The American Missionary — Volume 44, No. 04, April, 1890 eBook

This eBook from the Gutenberg Project consists of approximately 66 pages of information about The American Missionary — Volume 44, No. 04, April, 1890.

The American Missionary — Volume 44, No. 04, April, 1890 eBook

This eBook from the Gutenberg Project consists of approximately 66 pages of information about The American Missionary — Volume 44, No. 04, April, 1890.

It is by such representations, we are told, that the colored people in various parts of the South are tempted to leave their homes for new locations.  The experience of those of their number who have made such migrations has not usually been encouraging, and we fear that thousands more will acquire a good deal of bitter knowledge learned in that same expensive school.

* * * * *

A COMPARISON.

The French and the Negro.

A writer in the March number of The Forum has drawn a vivid picture of France in its poverty, misery and tyranny in 1789, and contrasted with this the thrift, the improved land culture, and the better clothing, food, home and intelligence of the French peasantry of 1889.  The Revolution of 1789 broke the tyranny of the old crushing regime and opened the way for the new world that brightens and gladdens the France of to-day.  But the Revolution did not itself make the great change; it simply made it possible.

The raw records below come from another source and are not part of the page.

//! Single-row selection.

use crate::model::RowId;

/// At most one selected row.
///
/// Selection is by row identity, so two rows with identical fields are
/// still told apart.
#[derive(Debug, Clone, Copy, Default, PartialEq, Eq)]
pub struct Selection {
    selected: Option<RowId>,
}

impl Selection {
    pub fn new() -> Self {
        Self::default()
    }

    pub fn selected(&self) -> Option<RowId> {
        self.selected
    }

    pub fn is_selected(&self, id: RowId) -> bool {
        self.selected == Some(id)
    }

    /// Selects `id`, or clears the selection if `id` is already selected.
    pub fn toggle(&mut self, id: RowId) {
        self.selected = if self.is_selected(id) { None } else { Some(id) };
    }
}

#[cfg(test)]
mod tests {
    use super::*;

    #[test]
    fn test_toggle_same_row_deselects() {
        let mut selection = Selection::new();
        selection.toggle(RowId::new(3));
        assert!(selection.is_selected(RowId::new(3)));
        selection.toggle(RowId::new(3));
        assert_eq!(selection.selected(), None);
    }

    #[test]
    fn test_toggle_other_row_switches() {
        let mut selection = Selection::new();
        selection.toggle(RowId::new(3));
        selection.toggle(RowId::new(7));
        assert_eq!(selection.selected(), Some(RowId::new(7)));
    }
}
//! Error types

mod api;
mod input;

pub use api::*;
pub use input::*;

/// Top-level error for loading the dataset.
#[derive(Debug, thiserror::Error)]
pub enum Error {
    /// The listing endpoint failed or returned something undecodable.
    #[error(transparent)]
    Api(#[from] ApiError),

    /// The load was cancelled before the last page arrived.
    #[error("Load cancelled")]
    Cancelled,
}
//! Locally recoverable input errors.
//!
//! These never abort a render cycle: the caller shows the message and carries on.

use crate::model::Column;

/// Rejected navigation or filter input.
#[derive(Debug, Clone, PartialEq, Eq, thiserror::Error)]
pub enum InputError {
    /// A 1-based page number outside `[1, page_count]`, or not a number at all.
    #[error("Invalid page number. Please enter a number between 1 and {page_count}.")]
    PageOutOfRange {
        /// What the user entered.
        input: String,
        page_count: usize,
    },

    /// A custom page size that is not an integer in `[1, max]`.
    #[error("Invalid custom page size. Please enter a number between 1 and {max}.")]
    InvalidPageSize {
        /// What the user entered.
        input: String,
        max: usize,
    },

    /// A page size of zero.
    #[error("Page size must be a positive integer.")]
    ZeroPageSize,

    /// A text filter on a multi-select column, or vice versa.
    #[error("Column '{column}' does not accept this kind of filter.")]
    FilterKindMismatch { column: Column },

    /// The column is not part of the table configuration.
    #[error("Column '{column}' is not filterable.")]
    NotFilterable { column: Column },

    /// The column does not sort.
    #[error("Column '{column}' is not sortable.")]
    NotSortable { column: Column },

    /// A value outside the column's option vocabulary.
    #[error("'{value}' is not an option of column '{column}'.")]
    UnknownOption { column: Column, value: String },

    /// A row position outside the visible page.
    #[error("No row {position} on this page.")]
    NoSuchRow { position: usize },
}

#[cfg(test)]
mod tests {
    use super::*;

    #[test]
    fn test_messages_cite_valid_range() {
        let err = InputError::PageOutOfRange {
            input: "5".into(),
            page_count: 3,
        };
        assert_eq!(
            err.to_string(),
            "Invalid page number. Please enter a number between 1 and 3."
        );

        let err = InputError::InvalidPageSize {
            input: "43".into(),
            max: 42,
        };
        assert_eq!(
            err.to_string(),
            "Invalid custom page size. Please enter a number between 1 and 42."
        );
    }
}
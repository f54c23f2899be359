//! Command-line arguments.

use std::str::FromStr;
use std::time::Duration;

use clap::Parser;
use morty_lib::api::DEFAULT_START_URL;
use morty_lib::rate_limit::RetryConfig;
use morty_lib::table::DEFAULT_PAGE_SIZE;
use simplelog::LevelFilter;

#[derive(Debug, Parser)]
#[command(name = "morty")]
#[command(about = "Browse the Rick and Morty character listing as a filterable table", long_about = None)]
#[command(version)]
pub struct Args {
    /// URL of the first listing page
    #[arg(long, value_name = "URL", default_value = DEFAULT_START_URL)]
    pub url: String,

    /// Rows per page on start
    #[arg(long, value_name = "N", default_value_t = DEFAULT_PAGE_SIZE)]
    pub page_size: usize,

    /// Per-request timeout in seconds
    #[arg(long, value_name = "SECS", default_value_t = 30)]
    pub timeout: u64,

    /// Connection timeout in seconds
    #[arg(long, value_name = "SECS", default_value_t = 10)]
    pub connect_timeout: u64,

    /// Retries per page on transient failures (0 disables retry)
    #[arg(long, value_name = "N", default_value_t = 3)]
    pub retries: u32,

    /// Log level written to the log file (off, error, warn, info, debug, trace)
    #[arg(long, value_name = "LEVEL", default_value = "info")]
    pub log_level: String,
}

impl Args {
    pub fn timeout(&self) -> Duration {
        Duration::from_secs(self.timeout)
    }

    pub fn connect_timeout(&self) -> Duration {
        Duration::from_secs(self.connect_timeout)
    }

    pub fn retry(&self) -> RetryConfig {
        match self.retries {
            0 => RetryConfig::no_retry(),
            n => RetryConfig::default().max_retries(n),
        }
    }

    /// The requested log level; unrecognised names fall back to `Info`.
    pub fn log_level(&self) -> LevelFilter {
        LevelFilter::from_str(&self.log_level).unwrap_or(LevelFilter::Info)
    }
}

#[cfg(test)]
mod tests {
    use super::*;

    #[test]
    fn test_defaults() {
        let args = Args::parse_from(["morty"]);
        assert_eq!(args.url, DEFAULT_START_URL);
        assert_eq!(args.page_size, 10);
        assert_eq!(args.retry().max_retries, 3);
        assert_eq!(args.log_level(), LevelFilter::Info);
    }

    #[test]
    fn test_zero_retries_disables_retry() {
        let args = Args::parse_from(["morty", "--retries", "0", "--log-level", "debug"]);
        assert!(!args.retry().retry_on_5xx);
        assert_eq!(args.log_level(), LevelFilter::Debug);
    }

    #[test]
    fn test_bad_log_level_falls_back() {
        let args = Args::parse_from(["morty", "--log-level", "loud"]);
        assert_eq!(args.log_level(), LevelFilter::Info);
    }
}
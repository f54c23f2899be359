//! Page index / page size state and navigation.
//!
//! Every operation is bounds-checked against the current page count; none of
//! them panic. Page numbers typed by the user are 1-based, the index is 0-based.

use crate::error::InputError;

/// Rows per page on first render.
pub const DEFAULT_PAGE_SIZE: usize = 10;

/// Page sizes offered in the page-size picker.
pub const PAGE_SIZE_OPTIONS: [usize; 4] = [10, 250, 500, 1000];

/// Number of pages needed for `rows` rows.
///
/// Never less than 1, so an empty table still reads "page 1 of 1".
pub fn page_count(rows: usize, page_size: usize) -> usize {
    rows.div_ceil(page_size.max(1)).max(1)
}

/// Current page position.
#[derive(Debug, Clone, Copy, PartialEq, Eq)]
pub struct Pagination {
    page_index: usize,
    page_size: usize,
}

impl Default for Pagination {
    fn default() -> Self {
        Self {
            page_index: 0,
            page_size: DEFAULT_PAGE_SIZE,
        }
    }
}

impl Pagination {
    /// Starts on the first page with `page_size` rows per page.
    pub fn new(page_size: usize) -> Result<Self, InputError> {
        if page_size == 0 {
            return Err(InputError::ZeroPageSize);
        }
        Ok(Self {
            page_index: 0,
            page_size,
        })
    }

    /// Zero-based index of the current page.
    pub fn page_index(&self) -> usize {
        self.page_index
    }

    pub fn page_size(&self) -> usize {
        self.page_size
    }

    /// Index of the first row on the current page.
    pub fn page_start(&self) -> usize {
        self.page_index.saturating_mul(self.page_size)
    }

    pub fn can_previous_page(&self) -> bool {
        self.page_index > 0
    }

    pub fn can_next_page(&self, page_count: usize) -> bool {
        self.page_index + 1 < page_count
    }

    /// Jumps to zero-based page `index`.
    ///
    /// Out-of-range indexes are rejected and leave the state unchanged.
    pub fn goto_page(&mut self, index: usize, page_count: usize) -> Result<(), InputError> {
        if index >= page_count {
            return Err(InputError::PageOutOfRange {
                input: index.saturating_add(1).to_string(),
                page_count,
            });
        }
        self.page_index = index;
        Ok(())
    }

    /// Moves forward one page. No-op on the last page.
    pub fn next_page(&mut self, page_count: usize) {
        if self.can_next_page(page_count) {
            self.page_index += 1;
        }
    }

    /// Moves back one page. No-op on the first page.
    pub fn previous_page(&mut self) {
        self.page_index = self.page_index.saturating_sub(1);
    }

    pub fn goto_first_page(&mut self) {
        self.page_index = 0;
    }

    pub fn goto_last_page(&mut self, page_count: usize) {
        self.page_index = page_count.saturating_sub(1);
    }

    /// Changes the page size, keeping the current top row on screen.
    ///
    /// The new index is re-clamped against the page count for `rows` rows.
    pub fn set_page_size(&mut self, page_size: usize, rows: usize) -> Result<(), InputError> {
        if page_size == 0 {
            return Err(InputError::ZeroPageSize);
        }
        let top_row = self.page_start();
        self.page_size = page_size;
        self.page_index = top_row / page_size;
        self.clamp(page_count(rows, page_size));
        Ok(())
    }

    /// Pulls the index back inside `[0, page_count)`.
    ///
    /// Call after anything that can shrink the page count.
    pub fn clamp(&mut self, page_count: usize) {
        self.page_index = self.page_index.min(page_count.saturating_sub(1));
    }
}

/// Parses a user-entered, 1-based page number into a zero-based index.
pub fn parse_page_number(input: &str, page_count: usize) -> Result<usize, InputError> {
    let reject = || InputError::PageOutOfRange {
        input: input.to_string(),
        page_count,
    };

    let number: usize = input.trim().parse().map_err(|_| reject())?;
    if number == 0 || number > page_count {
        return Err(reject());
    }
    Ok(number - 1)
}

/// Parses a user-entered custom page size; valid sizes are `1..=total_records`.
pub fn parse_custom_page_size(input: &str, total_records: usize) -> Result<usize, InputError> {
    let reject = || InputError::InvalidPageSize {
        input: input.to_string(),
        max: total_records,
    };

    let size: usize = input.trim().parse().map_err(|_| reject())?;
    if size == 0 || size > total_records {
        return Err(reject());
    }
    Ok(size)
}

/// A text input that is emptied every time it is submitted, valid or not.
#[derive(Debug, Clone, Default, PartialEq, Eq)]
pub struct InputField {
    buffer: String,
}

impl InputField {
    pub fn new() -> Self {
        Self::default()
    }

    pub fn value(&self) -> &str {
        &self.buffer
    }

    /// Replaces the field's contents.
    pub fn set(&mut self, value: impl Into<String>) {
        self.buffer = value.into();
    }

    /// Takes the contents, leaving the field empty.
    pub fn submit(&mut self) -> String {
        std::mem::take(&mut self.buffer)
    }
}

Two factors developed in French character were the practical forces in the new prosperity—­economy and the desire for ownership of lands and homes.  That economy was pushed, in many cases, almost to the extreme of miserly hoarding.  We give below a few brief extracts illustrating the point in question: 

“The life led by a comfortable English or American farmer would represent wicked waste and shameful indulgence to a much richer French peasant.  I, myself, know a laborer on wages of less than twenty shillings a week, who by thrift has bought ten acres of the magnificent garden land between Fontainebleau and the Seine, worth many thousand pounds, on which grow all kinds of fruits and vegetables, and the famous dessert grapes; yet who, with all his wealth and abundance, denies himself and his two children meat on Sundays, and even a drink of the wine which he grows and makes for the market.”
“The French peasant has great virtues, but he has the defects of his virtues, and his home life is far from idyllic.  He is laborious, shrewd, enduring, frugal, self-reliant, sober, honest and capable of intense self-control for a distant reward; but that reward is property in land, in pursuit of which he may become as pitiless as a bloodhound.”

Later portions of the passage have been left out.